In his Jan. 31 "Washington Update," Perkins saluted the "brave" stands taken by Martin Luther King Jr. and noted that Mrs. King "courageously supported her husband's pioneering work for civil rights in America."
Perkins went on to write, "Although we came to differ with her on the critical issue of marriage, we nonetheless pay tribute to her great achievements."
Not surprisingly, Perkins didn't mention his own troubled history on the issue of race relations. The Nation magazine reported in April that in 1996, Perkins, while managing the U.S. Senate campaign of Louisiana state legislator Woody Jenkins, paid former Ku Klux Klan Grand Wizard and notorious white supremacist David Duke $82,000 for his mailing list.

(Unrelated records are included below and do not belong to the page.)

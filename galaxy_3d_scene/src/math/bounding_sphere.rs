/// Bounding sphere (center + radius).
///
/// Conservative approximation of the space an object (or an octree node)
/// occupies. Used for frustum rejection, ray picking and LOD selection.

use glam::Vec3;

#[derive(Debug, Clone, Copy, PartialEq, Default)]
pub struct BoundingSphere {
    /// World-space center
    pub center: Vec3,
    /// Radius (>= 0)
    pub radius: f32,
}

impl BoundingSphere {
    pub fn new(center: Vec3, radius: f32) -> Self {
        Self { center, radius }
    }

    /// Test if two spheres overlap or touch.
    pub fn intersects(&self, other: &BoundingSphere) -> bool {
        let reach = self.radius + other.radius;
        self.center.distance_squared(other.center) <= reach * reach
    }

    /// Test if a point lies inside (or on) the sphere.
    pub fn contains_point(&self, point: Vec3) -> bool {
        self.center.distance_squared(point) <= self.radius * self.radius
    }

    /// Squared distance between `point` and the sphere center.
    pub fn distance_squared(&self, point: Vec3) -> f32 {
        self.center.distance_squared(point)
    }
}

#[cfg(test)]
mod tests {
    use super::*;

    #[test]
    fn test_intersects_overlapping_and_touching() {
        let a = BoundingSphere::new(Vec3::ZERO, 1.0);
        let b = BoundingSphere::new(Vec3::new(1.5, 0.0, 0.0), 1.0);
        let touching = BoundingSphere::new(Vec3::new(2.0, 0.0, 0.0), 1.0);
        let far = BoundingSphere::new(Vec3::new(5.0, 0.0, 0.0), 1.0);

        assert!(a.intersects(&b));
        assert!(a.intersects(&touching));
        assert!(!a.intersects(&far));
    }

    #[test]
    fn test_contains_point() {
        let s = BoundingSphere::new(Vec3::new(1.0, 1.0, 1.0), 2.0);
        assert!(s.contains_point(Vec3::new(2.0, 1.0, 1.0)));
        assert!(!s.contains_point(Vec3::new(4.0, 1.0, 1.0)));
    }

    #[test]
    fn test_distance_squared() {
        let s = BoundingSphere::new(Vec3::new(3.0, 0.0, 0.0), 1.0);
        assert_eq!(s.distance_squared(Vec3::new(0.0, 4.0, 0.0)), 25.0);
    }
}
/// Camera: low-level passive data container.
///
/// The scene layer never drives cameras: the caller (game code) computes
/// the view and projection matrices and hands them over. The camera only
/// keeps the derived data the scene layer reads every frame: the frustum
/// and the eye position.

use glam::{Mat4, Vec3};
use super::frustum::Frustum;

/// Low-level camera consumed read-only by scene managers and passes.
#[derive(Debug, Clone)]
pub struct Camera {
    view_matrix: Mat4,
    projection_matrix: Mat4,
    inverse_view_matrix: Mat4,
    frustum: Frustum,
}

impl Camera {
    /// Create a camera, extracting the frustum from `projection * view`.
    pub fn new(view: Mat4, projection: Mat4) -> Self {
        let frustum = Frustum::from_view_projection(&(projection * view));
        Self::with_frustum(view, projection, frustum)
    }

    /// Create a camera with a caller-computed frustum.
    pub fn with_frustum(view: Mat4, projection: Mat4, frustum: Frustum) -> Self {
        Self {
            view_matrix: view,
            projection_matrix: projection,
            inverse_view_matrix: view.inverse(),
            frustum,
        }
    }

    // ===== GETTERS =====

    /// View matrix (inverse of the camera's world transform).
    pub fn view_matrix(&self) -> &Mat4 {
        &self.view_matrix
    }

    /// Projection matrix (perspective or orthographic).
    pub fn projection_matrix(&self) -> &Mat4 {
        &self.projection_matrix
    }

    /// Inverse view matrix (the camera's world transform).
    pub fn inverse_view_matrix(&self) -> &Mat4 {
        &self.inverse_view_matrix
    }

    /// Combined view-projection matrix (projection * view).
    pub fn view_projection_matrix(&self) -> Mat4 {
        self.projection_matrix * self.view_matrix
    }

    /// Frustum planes for culling.
    pub fn frustum(&self) -> &Frustum {
        &self.frustum
    }

    /// World-space eye position, the translation of the inverse view matrix.
    pub fn eye_position(&self) -> Vec3 {
        self.inverse_view_matrix.col(3).truncate()
    }

    // ===== SETTERS =====

    /// Set the view matrix. The frustum is recomputed.
    pub fn set_view(&mut self, matrix: Mat4) {
        self.view_matrix = matrix;
        self.inverse_view_matrix = matrix.inverse();
        self.frustum = Frustum::from_view_projection(&self.view_projection_matrix());
    }

    /// Set the projection matrix. The frustum is recomputed.
    pub fn set_projection(&mut self, matrix: Mat4) {
        self.projection_matrix = matrix;
        self.frustum = Frustum::from_view_projection(&self.view_projection_matrix());
    }

    /// Override the frustum (e.g. a tighter frustum for a shadow split).
    pub fn set_frustum(&mut self, frustum: Frustum) {
        self.frustum = frustum;
    }
}

#[cfg(test)]
#[path = "camera_tests.rs"]
mod tests;
//! Millisecond representation for `Duration` fields in config files.

use serde::{Deserialize, Deserializer, Serializer};
use std::time::Duration;

pub fn serialize<S>(duration: &Duration, serializer: S) -> Result<S::Ok, S::Error>
where
    S: Serializer,
{
    serializer.serialize_u64(duration.as_millis() as u64)
}

pub fn deserialize<'de, D>(deserializer: D) -> Result<Duration, D::Error>
where
    D: Deserializer<'de>,
{
    let millis = u64::deserialize(deserializer)?;
    Ok(Duration::from_millis(millis))
}
#![deny(
    clippy::explicit_iter_loop,
    clippy::manual_let_else,
    clippy::semicolon_if_nothing_returned,
    clippy::inconsistent_struct_constructor
)]
#![allow(
    clippy::cast_possible_truncation, // Safe within realistic value bounds (durations, sizes)
    clippy::cast_precision_loss,      // Acceptable for jitter math
    clippy::missing_errors_doc,       // Internal API
    clippy::module_name_repetitions   // e.g. ClientError in client module
)]

pub mod app;
pub mod buffer;
pub mod domain;
pub mod logger;
pub mod reliability;
pub mod sender;

// Re-export the main types for easy access
pub use domain::{ErrorKind, ErrorRecord, LogEvent, Severity};
pub use logger::{ConfigError, HecLogger, LoggerConfig};

// Version information
pub const VERSION: &str = env!("CARGO_PKG_VERSION");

Perkins tried to keep the deal hush-hush. But as Max Blumenthal of The Nation reported, "After Jenkins was defeated by his Democratic opponent, Mary Landrieu, he contested the election. But during the contest period, Perkins's surreptitious payment to Duke was exposed through an investigation conducted by the FEC, which fined the Jenkins campaign."
Continued Blumenthal, "Six years later, in 2002, Perkins embarked on a campaign to avenge his mentor's defeat by running for the US Senate himself. But Perkins was dogged with questions about his involvement with David Duke. Perkins issued a flat denial that he had ever had anything to do with Duke, and he denounced him for good measure. Unfortunately, Perkins's signature was on the document authorizing the purchase of Duke's list."
Unfortunately for Perkins, that wasn't the end of his involvement with racist movements. In 2001, Perkins addressed the Louisiana chapter of the Council of Conservative Citizens, a white supremacist organization that grew out of the White Citizens Council.
The White Citizens Council was formed in the 1950s to protest public school desegregation as mandated by the Supreme Court in Brown v. Board of Education. The organization was strong in the Deep South, where it was often entwined with the civic and business communities. In some Southern communities, the Council established "whites-only" private schools, which opponents derisively referred to as "segregation academies."
The Council of Conservative Citizens, while less powerful, continues raising the same racist themes today. According to a report by the Anti-Defamation League, "Both on its national and chapter Web sites and in its primary publication, The Citizens Informer, CCC's belief in white superiority and its derision of nonwhites, particularly African Americans, are delineated without apology."
Perkins is fond of citing Scripture as he and the FRC labor to impose their narrow version of "biblical law" on America. Perhaps he should read Matthew 7:16, where Jesus told his disciples, "Ye shall know them by their fruits."
Perkins' checkered past of consorting with racists has yielded rotten fruit, the stench of which we can still smell. A few nice words about the late Mrs. King make for a poor perfume.